Antes que te derribe, olmo del Duero,

con su hacha el leñador, y el carpintero

te convierta en melena de campana,

lanza de carro o yugo de carreta;

antes que rojo en el hogar, mañana,

ardas de alguna mísera caseta,

al borde de un camino;

antes que te descuaje un torbellino

y tronche el soplo de las sierras blancas;

antes que el río hasta la mar te empuje

por valles y barrancas,

olmo, quiero anotar en mi cartera

la gracia de tu rama verdecida.

Poco durarían estos jóvenes vástagos verdes que admiraba el poeta. Desde mediados de siglo XX, la epidemia de grafiosis comenzó a asolar los campos y montes peninsulares, durando hasta nuestros días. Fue una científica, la ya mencionada holandesa Christine Buisman, quien demostró en 1927 que tal dolencia era causada por un hongo, Ophiostoma ulmi.

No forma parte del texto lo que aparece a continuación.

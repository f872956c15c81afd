#![deny(unsafe_code)]

//! Length-prefixed framing for async byte streams.
//!
//! Each bridge message is one frame: a 4-byte little-endian length prefix
//! followed by the postcard-encoded [`Message`]. This module is generic
//! over the stream type — anything `AsyncRead + AsyncWrite + Unpin` works:
//! `UnixStream`, `TcpStream`, a pipe, or an in-memory duplex in tests.

use std::io;

use skein_session::MessageTransport;
use skein_wire::Message;
use tokio::io::{AsyncRead, AsyncReadExt, AsyncWrite, AsyncWriteExt};

const FRAME_LEN_PREFIX_SIZE: usize = 4;
const RECV_BUF_COMPACT_THRESHOLD: usize = 64 * 1024;

fn compact_recv_buffer(buf: &mut Vec<u8>, unread_start: &mut usize) {
    if *unread_start == buf.len() {
        buf.clear();
        *unread_start = 0;
        return;
    }

    if *unread_start >= RECV_BUF_COMPACT_THRESHOLD && *unread_start >= buf.len() / 2 {
        buf.drain(..*unread_start);
        *unread_start = 0;
    }
}

fn try_decode_one_from_buffer(
    buf: &mut Vec<u8>,
    unread_start: &mut usize,
) -> io::Result<Option<Message>> {
    let unread = &buf[*unread_start..];
    if unread.len() < FRAME_LEN_PREFIX_SIZE {
        return Ok(None);
    }

    let frame_len = u32::from_le_bytes([unread[0], unread[1], unread[2], unread[3]]) as usize;
    let frame_end = *unread_start + FRAME_LEN_PREFIX_SIZE + frame_len;
    if frame_end > buf.len() {
        return Ok(None);
    }

    let frame_start = *unread_start + FRAME_LEN_PREFIX_SIZE;
    let frame = &buf[frame_start..frame_end];

    let msg: Message = facet_postcard::from_slice(frame)
        .map_err(|e| io::Error::new(io::ErrorKind::InvalidData, format!("postcard: {e}")))?;

    *unread_start = frame_end;
    compact_recv_buffer(buf, unread_start);
    Ok(Some(msg))
}

/// A length-prefixed framed connection over an async byte stream.
pub struct FramedStream<S> {
    stream: S,
    buf: Vec<u8>,
    unread_start: usize,
}

impl<S> FramedStream<S> {
    /// Wrap an async stream.
    pub fn new(stream: S) -> Self {
        Self {
            stream,
            buf: Vec::new(),
            unread_start: 0,
        }
    }

    /// Get a reference to the underlying stream.
    pub fn stream(&self) -> &S {
        &self.stream
    }

    /// Consume the wrapper and return the underlying stream.
    pub fn into_inner(self) -> S {
        self.stream
    }
}

impl<S> FramedStream<S>
where
    S: AsyncRead + AsyncWrite + Unpin,
{
    /// Send one message as one frame.
    pub async fn send(&mut self, msg: &Message) -> io::Result<()> {
        let body = facet_postcard::to_vec(msg)
            .map_err(|e| io::Error::new(io::ErrorKind::InvalidData, format!("encode: {e}")))?;

        let frame_len = u32::try_from(body.len()).map_err(|_| {
            io::Error::new(
                io::ErrorKind::InvalidInput,
                "message too large for u32 length prefix",
            )
        })?;

        self.stream.write_all(&frame_len.to_le_bytes()).await?;
        self.stream.write_all(&body).await?;
        self.stream.flush().await?;
        Ok(())
    }

    /// Receive the next message, `Ok(None)` on clean EOF.
    ///
    /// EOF in the middle of a frame is an error: the peer vanished with a
    /// partial message on the wire.
    pub async fn recv(&mut self) -> io::Result<Option<Message>> {
        loop {
            if let Some(msg) = try_decode_one_from_buffer(&mut self.buf, &mut self.unread_start)? {
                return Ok(Some(msg));
            }

            let mut tmp = [0u8; 4096];
            let n = self.stream.read(&mut tmp).await?;
            if n == 0 {
                let trailing = self.buf.len().saturating_sub(self.unread_start);
                if trailing != 0 {
                    return Err(io::Error::new(
                        io::ErrorKind::UnexpectedEof,
                        format!("eof with {trailing} trailing bytes and no complete frame"),
                    ));
                }
                return Ok(None);
            }
            compact_recv_buffer(&mut self.buf, &mut self.unread_start);
            self.buf.extend_from_slice(&tmp[..n]);
        }
    }
}

impl<S> MessageTransport for FramedStream<S>
where
    S: AsyncRead + AsyncWrite + Unpin + Send,
{
    async fn send(&mut self, msg: &Message) -> io::Result<()> {
        FramedStream::send(self, msg).await
    }

    async fn recv(&mut self) -> io::Result<Option<Message>> {
        FramedStream::recv(self).await
    }
}

#[cfg(test)]
mod tests {
    use super::*;
    use skein_wire::{Event, Fault, FaultCode, IpFamily, Method, Name, Reply};

    fn sample_messages() -> Vec<Message> {
        vec![
            Message::Request {
                request_id: 1,
                method: Method::TcpConnect {
                    handle: 0xDEAD_BEEF,
                    port: 443,
                    address: "192.168.1.7".into(),
                },
            },
            Message::reply(
                1,
                Reply::Name(Name {
                    address: "192.168.1.7".into(),
                    port: 443,
                    family: IpFamily::V4,
                }),
            ),
            Message::fault(2, Fault::new(FaultCode::AddressInUse, "0.0.0.0:80")),
            Message::Event {
                source: 0xDEAD_BEEF,
                event: Event::Data { bytes: vec![] },
            },
            Message::Request {
                request_id: 3,
                method: Method::UdpSend {
                    handle: 7,
                    port: None,
                    address: None,
                    data: vec![0xAB; 300],
                },
            },
        ]
    }

    #[tokio::test]
    async fn frames_round_trip_every_variant_shape() {
        let (client, server) = tokio::io::duplex(16 * 1024);
        let mut tx = FramedStream::new(client);
        let mut rx = FramedStream::new(server);

        for msg in sample_messages() {
            tx.send(&msg).await.unwrap();
            let got = rx.recv().await.unwrap().unwrap();
            assert_eq!(got, msg);
        }
    }

    #[tokio::test]
    async fn partial_frames_reassemble_across_reads() {
        let (client, server) = tokio::io::duplex(8);
        let mut tx = FramedStream::new(client);
        let mut rx = FramedStream::new(server);

        let msg = Message::Request {
            request_id: 42,
            method: Method::TcpSend {
                handle: 5,
                data: vec![7; 100],
            },
        };

        let send = tokio::spawn({
            let msg = msg.clone();
            async move {
                tx.send(&msg).await.unwrap();
                tx
            }
        });

        let got = rx.recv().await.unwrap().unwrap();
        assert_eq!(got, msg);
        send.await.unwrap();
    }

    #[tokio::test]
    async fn clean_eof_yields_none() {
        let (client, server) = tokio::io::duplex(1024);
        let mut rx = FramedStream::new(server);
        drop(client);
        assert!(rx.recv().await.unwrap().is_none());
    }

    #[tokio::test]
    async fn eof_mid_frame_is_an_error() {
        let (mut client, server) = tokio::io::duplex(1024);
        let mut rx = FramedStream::new(server);

        // Announce a 100-byte frame, deliver only 3 bytes, then vanish.
        client.write_all(&100u32.to_le_bytes()).await.unwrap();
        client.write_all(&[1, 2, 3]).await.unwrap();
        drop(client);

        let err = rx.recv().await.unwrap_err();
        assert_eq!(err.kind(), io::ErrorKind::UnexpectedEof);
    }
}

Esta grave enfermedad, que afecta con enorme virulencia a los olmos, se extiende a través de un pequeño insecto, una especie de escarabajos llamados escolitinos. Estos insectos portan en su cuerpo las esporas del hongo y, al alimentarse de la madera del árbol, las van diseminando por el interior del mismo. El hongo colapsa los vasos conductores de savia, por lo que el árbol comienza a marchitarse. En pocos meses las verdes copas se secan y el árbol muere.

Prácticamente el noventa por ciento de los olmos desaparecieron en España en las últimas décadas, hasta convertirse hoy día en una especie en peligro de extinción. Las nuevas generaciones lo desconocen por completo, pues difícilmente pueden ya encontrarse olmos en el paisaje, ni siquiera rural, que nos den testigo del importante papel que tuvieron estos árboles en la vida cotidiana de nuestros antepasados.

Desde los años 80 se intentó poner remedio a la enfermedad. Recientemente y tras largas investigaciones lideradas por la Universidad Politécnica de Madrid, se han logrado obtener algunos ejemplares de olmo resistente a la grafiosis. Diversos programas como el Proyecto Europeo Life + Olmos Vivos están en marcha para recuperar a la especie y devolver su hábitat, la olmeda, al paisaje ibérico.

Quizás en un futuro cercano los olmos vuelvan a poblar las riberas, y sus frondosas copas cubran con agradable sombra las plazas y parques, como en su día hiciese la Olma de Polientes. Pues, como ya nos advirtió Enrique Loriente:

«No debemos privar a las generaciones futuras de un paisaje, de un espectáculo como el que nuestros mayores y nosotros mismos hemos contemplado».